We extend the dataset to train a network to get out of a
bad situation by introducing artificial disturbances.
However, the problem lies in processing the data in a short period of time. This is
where a GPU is chosen over a CPU as it is better suited for machine learning for its
technical features that help them perform large amount of data in a short time. The
GPU memory although does not provide a big volume so heterogenous
environment is used where the graphical accelerators help with calculations during
training and testing data and the analysis is then made on CPU. A graphics
accelerator is a computer microelectronics component (a chipset attached to a
video board) to which a computer program can offload the sending and refreshing
of images. Special effects typical to 2-D and 3-D images on the display monitor
and the measurement.
GPUs are currently being termed as the new CPUs in the time of cutting-edge
technologies. GPU has come out as the most dominant chip architecture for self-
driving technology because it is cost efficient and for its popularity. In terms of
creating GPU-powered AI platforms and teaming up with well-known automotive
giants, Nvidia, the world's leading GPU manufacturer, has been scoring major
wins. The US-based Nvidia recently launched a new version of the platform called
Pegasus after the launch of its original AI-based supercomputer platform Drive PX
in 2015, which can be utilized to power Level 5 autonomy. Completely
autonomous cars without pedals, steering wheels or mirrors can be supported by
this new platform. It has been built on Nvidia's CUDA GPUs which has intensified
its computing speed by 10 times and lowered the power consumption by 16 times.

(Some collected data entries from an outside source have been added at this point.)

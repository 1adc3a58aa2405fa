//! Feature extraction and mapping across modules


use hand_sonify::config::Config;
use hand_sonify::constants::params;
use hand_sonify::features::{FeatureExtractor, Features, FrameDiffCalculator};
use hand_sonify::frame::Frame;
use hand_sonify::hand::Handedness;
use hand_sonify::mapper::{BarycenterMapper, Clock, FeatureMapper, PulseMapper};
use hand_sonify::params::AudioParameters;
use hand_sonify::scenario::hand_gesture_mapper;
use hand_sonify::tracker::HandLossPolicy;
use std::sync::atomic::{AtomicU64, Ordering};
use std::sync::Arc;
use test_helpers::{expected_freq, open_hand, pinched_hand};

struct ManualClock(AtomicU64);

impl ManualClock {
    fn at(&self, ms: u64) {
        self.0.store(ms, Ordering::SeqCst);
    }
}

impl Clock for ManualClock {
    fn now_ms(&self) -> u64 {
        self.0.load(Ordering::SeqCst)
    }
}

fn pulse(out: &AudioParameters) -> f64 {
    out.get_f64(params::PULSE).unwrap()
}

#[test]
fn test_motion_pulse_with_cooldown() {
    let clock = Arc::new(ManualClock(AtomicU64::new(0)));
    let mut extractor = FrameDiffCalculator::new();
    let mut mapper = PulseMapper::with_clock(3.0, 500, clock.clone());
    let dark = Frame::filled(8, 8, [0, 0, 0]);
    let bright = Frame::filled(8, 8, [255, 255, 255]);

    // First frame has no predecessor: undefined signal, no pulse
    let out = mapper.map(extractor.extract(&dark).unwrap()).unwrap();
    assert_eq!(pulse(&out), 0.0);

    clock.at(100);
    let out = mapper.map(extractor.extract(&bright).unwrap()).unwrap();
    assert_eq!(pulse(&out), 1.0);

    // Large motion again, but inside the cooldown
    clock.at(300);
    let out = mapper.map(extractor.extract(&dark).unwrap()).unwrap();
    assert_eq!(pulse(&out), 0.0);

    // Still scene after the cooldown: below threshold
    clock.at(900);
    let out = mapper.map(extractor.extract(&dark).unwrap()).unwrap();
    assert_eq!(pulse(&out), 0.0);

    clock.at(901);
    let out = mapper.map(extractor.extract(&bright).unwrap()).unwrap();
    assert_eq!(pulse(&out), 1.0);
}

#[test]
fn test_pulse_sequence_from_reference_timing() {
    let mut mapper = PulseMapper::new(3.0, 500);
    let fired: Vec<f64> = [(5.0, 0), (5.0, 200), (5.0, 600)]
        .into_iter()
        .map(|(value, t)| pulse(&mapper.apply_at(Some(value), t)))
        .collect();
    assert_eq!(fired, vec![1.0, 0.0, 1.0]);
}

#[test]
fn test_zero_signal_never_pulses() {
    let mut mapper = PulseMapper::new(-1.0, 0);
    assert_eq!(pulse(&mapper.apply_at(Some(0.0), 0)), 0.0);
    assert_eq!(pulse(&mapper.apply_at(Some(0.5), 1)), 1.0);
}

#[test]
fn test_left_handed_instrument() {
    let mut config = Config::default();
    config.tracker.primary_hand = Handedness::Left;
    config.tracker.filter = "none".to_string();
    let mut mapper = hand_gesture_mapper(&config).unwrap();

    let out = mapper
        .map(Features::Hands(vec![
            pinched_hand(Handedness::Left, 0.2, 0.5),
            pinched_hand(Handedness::Right, 0.9, 0.1),
        ]))
        .unwrap();
    assert_eq!(out.get_bool(params::SOUND_ENABLED), Some(true));
    assert!((out.get_f64(params::TARGET_FREQ).unwrap() - expected_freq(0.2)).abs() < 1e-9);
    assert!((out.get_f64(params::TARGET_VOLUME).unwrap() - 0.9).abs() < 1e-9);
}

#[test]
fn test_open_hand_keeps_pitch_but_gates() {
    let mut config = Config::default();
    config.tracker.filter = "none".to_string();
    let mut mapper = hand_gesture_mapper(&config).unwrap();

    let out = mapper
        .map(Features::Hands(vec![pinched_hand(Handedness::Right, 0.5, 0.5)]))
        .unwrap();
    let pitch = out.get_f64(params::TARGET_FREQ).unwrap();

    let out = mapper
        .map(Features::Hands(vec![open_hand(Handedness::Right, 1.0, 0.5, 0.2)]))
        .unwrap();
    assert_eq!(out.get_bool(params::SOUND_ENABLED), Some(false));
    assert_eq!(out.get_f64(params::TARGET_FREQ), Some(pitch));
}

#[test]
fn test_smoothing_lags_behind_jump() {
    let config = Config::default();
    let mut mapper = hand_gesture_mapper(&config).unwrap();
    mapper
        .map(Features::Hands(vec![pinched_hand(Handedness::Right, 0.0, 0.5)]))
        .unwrap();
    let out = mapper
        .map(Features::Hands(vec![pinched_hand(Handedness::Right, 1.0, 0.5)]))
        .unwrap();
    // alpha = 0.3: one step covers 30% of the jump
    let freq = out.get_f64(params::TARGET_FREQ).unwrap();
    assert!((freq - expected_freq(0.3)).abs() < 1e-9);
}

#[test]
fn test_reset_policy_through_config() {
    let mut config = Config::default();
    config.tracker.hand_loss = HandLossPolicy::Reset;
    let mut mapper = hand_gesture_mapper(&config).unwrap();
    mapper
        .map(Features::Hands(vec![pinched_hand(Handedness::Right, 0.0, 0.5)]))
        .unwrap();
    mapper.map(Features::Hands(Vec::new())).unwrap();
    let out = mapper
        .map(Features::Hands(vec![pinched_hand(Handedness::Right, 1.0, 0.5)]))
        .unwrap();
    // Smoothing restarted, so the new position is taken as is
    assert!((out.get_f64(params::TARGET_FREQ).unwrap() - expected_freq(1.0)).abs() < 1e-9);
}

#[test]
fn test_barycenter_mapper_follows_first_hand() {
    let mut mapper = BarycenterMapper::default();
    let out = mapper
        .map(Features::Hands(vec![
            pinched_hand(Handedness::Left, 0.3, 0.6),
            pinched_hand(Handedness::Right, 0.9, 0.9),
        ]))
        .unwrap();
    assert!((out.get_f64(params::RESONANCE).unwrap() - 0.3).abs() < 1e-9);
    assert!((out.get_f64(params::TEMPO).unwrap() - 0.6).abs() < 1e-9);
}
//! Feature extraction: turns a captured frame into what a mapper consumes.

use crate::detector::HandDetector;
use crate::frame::Frame;
use crate::hand::HandObservation;
use crate::Result;

/// Shape of the data a feature extractor produces
#[derive(Debug, Clone, Copy, PartialEq, Eq)]
pub enum FeatureKind {
    /// Per-hand landmark observations
    Hands,
    /// One scalar signal per frame
    Scalar,
}

/// Features extracted from one frame
#[derive(Debug, Clone, PartialEq)]
pub enum Features {
    Hands(Vec<HandObservation>),
    /// `None` when the signal is undefined for this frame
    Scalar(Option<f64>),
}

impl Features {
    #[must_use]
    pub const fn kind(&self) -> FeatureKind {
        match self {
            Self::Hands(_) => FeatureKind::Hands,
            Self::Scalar(_) => FeatureKind::Scalar,
        }
    }
}

/// Trait for per-frame feature extractors
pub trait FeatureExtractor: Send {
    /// Extract features from a captured frame
    ///
    /// # Errors
    ///
    /// Returns an error if extraction failed for this frame
    fn extract(&mut self, frame: &Frame) -> Result<Features>;

    /// Kind of features produced
    fn output_kind(&self) -> FeatureKind;

    /// Get extractor name
    fn name(&self) -> &str;
}

/// Hand landmarks and handedness from a [`HandDetector`]
pub struct HandLandmarker {
    detector: Box<dyn HandDetector>,
    max_hands: usize,
}

impl HandLandmarker {
    #[must_use]
    pub fn new(detector: Box<dyn HandDetector>, max_hands: usize) -> Self {
        Self { detector, max_hands }
    }
}

impl FeatureExtractor for HandLandmarker {
    fn extract(&mut self, frame: &Frame) -> Result<Features> {
        let mut hands = self.detector.detect(frame)?;
        hands.truncate(self.max_hands);
        Ok(Features::Hands(hands))
    }

    fn output_kind(&self) -> FeatureKind {
        FeatureKind::Hands
    }

    fn name(&self) -> &str {
        "hand_landmarker"
    }
}

/// Mean absolute grayscale difference between consecutive frames
#[derive(Debug, Default)]
pub struct FrameDiffCalculator {
    previous: Option<(usize, usize, Vec<u8>)>,
}

impl FrameDiffCalculator {
    #[must_use]
    pub fn new() -> Self {
        Self::default()
    }

    /// Motion magnitude for `frame`, `None` without a comparable previous frame
    pub fn process(&mut self, frame: &Frame) -> Option<f64> {
        let gray = frame.to_gray();
        let dims = (frame.width(), frame.height());
        let diff = match &self.previous {
            Some((w, h, prev)) if (*w, *h) == dims && !gray.is_empty() => {
                let total: u64 = gray.iter().zip(prev).map(|(a, b)| u64::from(a.abs_diff(*b))).sum();
                Some(total as f64 / gray.len() as f64)
            }
            _ => None,
        };
        self.previous = Some((dims.0, dims.1, gray));
        diff
    }
}

impl FeatureExtractor for FrameDiffCalculator {
    fn extract(&mut self, frame: &Frame) -> Result<Features> {
        Ok(Features::Scalar(self.process(frame)))
    }

    fn output_kind(&self) -> FeatureKind {
        FeatureKind::Scalar
    }

    fn name(&self) -> &str {
        "frame_diff"
    }
}
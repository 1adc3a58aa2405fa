//! Configuration management for the hand sonification pipeline

use crate::constants::{
    landmarks, DEFAULT_BARYCENTER_ALPHA, DEFAULT_CAMERA_INDEX, DEFAULT_FPS, DEFAULT_FRAME_HEIGHT,
    DEFAULT_FRAME_TIMEOUT_MS, DEFAULT_FRAME_WIDTH, DEFAULT_FREQ, DEFAULT_MAX_FREQ,
    DEFAULT_MIN_FREQ, DEFAULT_OSC_HOST, DEFAULT_OSC_PORT, DEFAULT_OUTPUT_RATE_HZ,
    DEFAULT_PINCH_THRESHOLD, DEFAULT_PULSE_COOLDOWN_MS, DEFAULT_PULSE_THRESHOLD, DEFAULT_VOLUME,
    NUM_HAND_LANDMARKS, SMOOTHING_ALPHA_MAX, SMOOTHING_ALPHA_MIN,
};
use crate::hand::Handedness;
use crate::strategy::StrategyParams;
use crate::tracker::HandLossPolicy;
use crate::{Error, Result};
use serde::{Deserialize, Serialize};
use std::path::{Path, PathBuf};
use std::time::Duration;

/// Application configuration
#[derive(Debug, Clone, Default, Serialize, Deserialize)]
#[serde(default)]
pub struct Config {
    /// Component selection
    pub scenario: ScenarioConfig,

    /// Barycenter tracking
    pub tracker: TrackerConfig,

    /// Hand gesture strategies
    pub gesture: GestureConfig,

    /// Motion pulse mappers (`pulse`, `binary_pulse`)
    pub pulse: PulseConfig,

    /// Video input
    pub capture: CaptureConfig,

    /// Landmark detector process
    pub detector: DetectorConfig,

    /// Audio output
    pub output: OutputConfig,

    /// Driver loop
    pub pipeline: PipelineConfig,
}

/// Registry keys naming the components to assemble
#[derive(Debug, Clone, Serialize, Deserialize)]
#[serde(default)]
pub struct ScenarioConfig {
    /// Capture device (test_pattern, webcam, video_file)
    pub video_input: String,

    /// Feature extractor (hand_landmarker, frame_diff)
    pub feature_extractor: String,

    /// Feature mapper (hand_gesture, pinch, pulse, binary_pulse, barycenter)
    pub feature_mapper: String,

    /// Audio transport (osc, log)
    pub audio_output: String,
}

/// Barycenter tracking parameters
#[derive(Debug, Clone, Serialize, Deserialize)]
#[serde(default)]
pub struct TrackerConfig {
    /// Filter type (exponential, none, or exponential:<alpha>)
    pub filter: String,

    /// Exponential smoothing factor in (0, 1]
    pub alpha: f64,

    /// What happens to a smoothed value when its hand disappears
    pub hand_loss: HandLossPolicy,

    /// Physical hand driving the primary (pitch) role
    pub primary_hand: Handedness,
}

/// Gesture strategy parameters
#[derive(Debug, Clone, Serialize, Deserialize)]
#[serde(default)]
pub struct GestureConfig {
    /// Strategy of the primary hand
    pub primary_strategy: String,

    /// Strategy of the secondary hand
    pub secondary_strategy: String,

    /// Thumb/finger distance below which the hand is pinched
    pub pinch_threshold: f64,

    /// Landmark index of the thumb tip
    pub thumb_landmark: usize,

    /// Landmark index of the pinching finger tip
    pub finger_landmark: usize,

    /// Frequency at the left edge of the frame
    pub min_freq: f64,

    /// Frequency at the right edge of the frame
    pub max_freq: f64,

    /// Frequency reported before the first pinch
    pub default_freq: f64,

    /// Volume while the secondary hand is absent
    pub default_volume: f64,
}

/// Pulse mapper parameters
#[derive(Debug, Clone, Serialize, Deserialize)]
#[serde(default)]
pub struct PulseConfig {
    /// Signal level that must be exceeded
    pub threshold: f64,

    /// Minimum time between two pulses
    pub cooldown_ms: u64,
}

/// Video input parameters
#[derive(Debug, Clone, Serialize, Deserialize)]
#[serde(default)]
pub struct CaptureConfig {
    /// Camera index
    pub camera_index: i32,

    /// Video file, used by the `video_file` input
    pub video_file: Option<PathBuf>,

    /// Requested frame width
    pub width: u32,

    /// Requested frame height
    pub height: u32,

    /// Requested frame rate
    pub fps: f64,

    /// Flip frames horizontally
    pub mirror: bool,
}

/// Landmark detector process
#[derive(Debug, Clone, Serialize, Deserialize)]
#[serde(default)]
pub struct DetectorConfig {
    /// Program to launch
    pub command: String,

    /// Program arguments
    pub args: Vec<String>,

    /// Maximum number of hands passed on per frame
    pub max_hands: usize,
}

/// Audio output parameters
#[derive(Debug, Clone, Serialize, Deserialize)]
#[serde(default)]
pub struct OutputConfig {
    /// Sound engine host
    pub host: String,

    /// Sound engine OSC port
    pub port: u16,
}

/// Driver loop parameters
#[derive(Debug, Clone, PartialEq, Serialize, Deserialize)]
#[serde(default)]
pub struct PipelineConfig {
    /// Longest wait for a new frame before re-checking the stop flag
    pub frame_timeout_ms: u64,

    /// Retransmission rate of the latest audio parameters
    pub output_rate_hz: f64,

    /// Stop after this many processed frames
    pub max_cycles: Option<u64>,
}

impl Default for ScenarioConfig {
    fn default() -> Self {
        Self {
            video_input: "test_pattern".to_string(),
            feature_extractor: "hand_landmarker".to_string(),
            feature_mapper: "hand_gesture".to_string(),
            audio_output: "osc".to_string(),
        }
    }
}

impl Default for TrackerConfig {
    fn default() -> Self {
        Self {
            filter: "exponential".to_string(),
            alpha: DEFAULT_BARYCENTER_ALPHA,
            hand_loss: HandLossPolicy::Freeze,
            primary_hand: Handedness::Right,
        }
    }
}

impl Default for GestureConfig {
    fn default() -> Self {
        Self {
            primary_strategy: "pitch_gate".to_string(),
            secondary_strategy: "volume".to_string(),
            pinch_threshold: DEFAULT_PINCH_THRESHOLD,
            thumb_landmark: landmarks::THUMB_TIP,
            finger_landmark: landmarks::INDEX_FINGER_TIP,
            min_freq: DEFAULT_MIN_FREQ,
            max_freq: DEFAULT_MAX_FREQ,
            default_freq: DEFAULT_FREQ,
            default_volume: DEFAULT_VOLUME,
        }
    }
}

impl Default for PulseConfig {
    fn default() -> Self {
        Self {
            threshold: DEFAULT_PULSE_THRESHOLD,
            cooldown_ms: DEFAULT_PULSE_COOLDOWN_MS,
        }
    }
}

impl Default for CaptureConfig {
    fn default() -> Self {
        Self {
            camera_index: DEFAULT_CAMERA_INDEX,
            video_file: None,
            width: DEFAULT_FRAME_WIDTH,
            height: DEFAULT_FRAME_HEIGHT,
            fps: DEFAULT_FPS,
            mirror: true,
        }
    }
}

impl Default for DetectorConfig {
    fn default() -> Self {
        Self {
            command: "python3".to_string(),
            args: vec!["scripts/hand_landmarker.py".to_string()],
            max_hands: 2,
        }
    }
}

impl Default for OutputConfig {
    fn default() -> Self {
        Self {
            host: DEFAULT_OSC_HOST.to_string(),
            port: DEFAULT_OSC_PORT,
        }
    }
}

impl Default for PipelineConfig {
    fn default() -> Self {
        Self {
            frame_timeout_ms: DEFAULT_FRAME_TIMEOUT_MS,
            output_rate_hz: DEFAULT_OUTPUT_RATE_HZ,
            max_cycles: None,
        }
    }
}

impl PipelineConfig {
    #[must_use]
    pub const fn frame_timeout(&self) -> Duration {
        Duration::from_millis(self.frame_timeout_ms)
    }
}

impl TrackerConfig {
    /// Filter spec for [`create_filter`](crate::filters::create_filter), with the configured alpha
    #[must_use]
    pub fn filter_spec(&self) -> String {
        match self.filter.to_lowercase().as_str() {
            "exponential" | "ema" => format!("exponential:{}", self.alpha),
            _ => self.filter.clone(),
        }
    }
}

impl GestureConfig {
    #[must_use]
    pub const fn strategy_params(&self) -> StrategyParams {
        StrategyParams {
            pinch_threshold: self.pinch_threshold,
            min_freq: self.min_freq,
            max_freq: self.max_freq,
            default_volume: self.default_volume,
            thumb_index: self.thumb_landmark,
            finger_index: self.finger_landmark,
        }
    }
}

fn check(ok: bool, message: &str) -> Result<()> {
    if ok {
        Ok(())
    } else {
        Err(Error::ConfigError(message.to_string()))
    }
}

impl Config {
    /// Load configuration from a YAML file
    ///
    /// # Errors
    ///
    /// Returns an error if the file cannot be read or parsed
    pub fn from_file<P: AsRef<Path>>(path: P) -> Result<Self> {
        let content = std::fs::read_to_string(path)?;
        Self::from_yaml(&content)
    }

    /// Parse configuration from YAML text
    ///
    /// # Errors
    ///
    /// Returns an error if the text is not a valid configuration
    pub fn from_yaml(content: &str) -> Result<Self> {
        serde_yaml::from_str(content).map_err(|e| Error::ConfigError(format!("Failed to parse config: {e}")))
    }

    /// Save configuration to a YAML file
    ///
    /// # Errors
    ///
    /// Returns an error if serialization or writing fails
    pub fn to_file<P: AsRef<Path>>(&self, path: P) -> Result<()> {
        std::fs::write(path, self.to_yaml()?)?;
        Ok(())
    }

    /// Serialize configuration to YAML text
    ///
    /// # Errors
    ///
    /// Returns an error if serialization fails
    pub fn to_yaml(&self) -> Result<String> {
        serde_yaml::to_string(self).map_err(|e| Error::ConfigError(format!("Failed to serialize config: {e}")))
    }

    /// Validate configuration
    ///
    /// Registry keys are checked when the scenario is assembled.
    ///
    /// # Errors
    ///
    /// Returns the first violated constraint
    pub fn validate(&self) -> Result<()> {
        // Tracker
        check(
            self.tracker.alpha > SMOOTHING_ALPHA_MIN && self.tracker.alpha <= SMOOTHING_ALPHA_MAX,
            "Tracker alpha must be in (0.0, 1.0]",
        )?;

        // Gesture
        let g = &self.gesture;
        check(
            g.pinch_threshold.is_finite() && g.pinch_threshold > 0.0,
            "Pinch threshold must be positive",
        )?;
        check(
            g.thumb_landmark < NUM_HAND_LANDMARKS && g.finger_landmark < NUM_HAND_LANDMARKS,
            "Gesture landmarks must be hand landmark indices (0-20)",
        )?;
        check(
            g.thumb_landmark != g.finger_landmark,
            "Thumb and finger landmarks must differ",
        )?;
        check(
            g.min_freq.is_finite() && g.max_freq.is_finite() && g.min_freq > 0.0 && g.min_freq < g.max_freq,
            "Frequency range must satisfy 0 < min_freq < max_freq",
        )?;
        check(
            g.default_freq.is_finite() && g.default_freq > 0.0,
            "Default frequency must be positive",
        )?;
        check(
            (0.0..=1.0).contains(&g.default_volume),
            "Default volume must be between 0.0 and 1.0",
        )?;

        // Pulse
        check(self.pulse.threshold.is_finite(), "Pulse threshold must be finite")?;

        // Capture
        check(
            self.capture.width > 0 && self.capture.height > 0,
            "Frame size must be greater than 0",
        )?;
        check(
            self.capture.fps.is_finite() && self.capture.fps > 0.0,
            "Capture fps must be greater than 0",
        )?;

        // Detector
        check(self.detector.max_hands > 0, "Detector max_hands must be greater than 0")?;

        // Output
        check(!self.output.host.is_empty(), "Output host must not be empty")?;

        // Pipeline
        check(
            self.pipeline.frame_timeout_ms > 0,
            "Frame timeout must be greater than 0",
        )?;
        check(
            self.pipeline.output_rate_hz.is_finite() && self.pipeline.output_rate_hz > 0.0,
            "Output rate must be greater than 0",
        )?;

        Ok(())
    }
}

/// Example configuration file content
pub const EXAMPLE_CONFIG: &str = r#"# Hand Sonification Configuration

# Components to assemble
scenario:
  video_input: "test_pattern"        # test_pattern, webcam, video_file
  feature_extractor: "hand_landmarker" # hand_landmarker, frame_diff
  feature_mapper: "hand_gesture"     # hand_gesture, pinch, pulse, binary_pulse, barycenter
  audio_output: "osc"                # osc, log

# Barycenter smoothing
tracker:
  filter: "exponential"
  alpha: 0.3
  hand_loss: "freeze"                # freeze, reset
  primary_hand: "Right"

# Two-handed instrument
gesture:
  primary_strategy: "pitch_gate"
  secondary_strategy: "volume"
  pinch_threshold: 0.05
  thumb_landmark: 4
  finger_landmark: 8
  min_freq: 261.63
  max_freq: 523.25
  default_freq: 440.0
  default_volume: 0.3

# Motion pulses
pulse:
  threshold: 3.0
  cooldown_ms: 500

# Video input
capture:
  camera_index: 0
  width: 640
  height: 480
  fps: 30.0
  mirror: true

# Landmark detector process
detector:
  command: "python3"
  args: ["scripts/hand_landmarker.py"]
  max_hands: 2

# Sound engine
output:
  host: "127.0.0.1"
  port: 11111

# Driver loop and output cadence
pipeline:
  frame_timeout_ms: 200
  output_rate_hz: 100.0
"#;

Given the instances of the construction of new products by GPU manufacturers,
particularly Nvidia, it can certainly be argued that the criticality of GPU-powered
AI platforms in the efficient implementation of autonomous vehicles. Many more
such technologies are in the works and will accelerate the production of big data
systems powered by AI, in which GPUs will play a key role in the growth of AI.
Final conclusion:
For accomplishing elite from CPU-GPU Processors numerous means were taken in the
light of engineering progression in plan, computational strategies and advancement. We
will initially take a gander at the condition of craft of GPU-CPU structures and attempt to
comprehend CPU-GPU plan. Next, we are zeroing in on significant improvements in every
aspect of CPU-GPU Processors as indicated by research considers. We will at that point
look at the collaboration between CPU-GPU and their execution conduct. At last, we will
inspect future for CPU-GPU frameworks.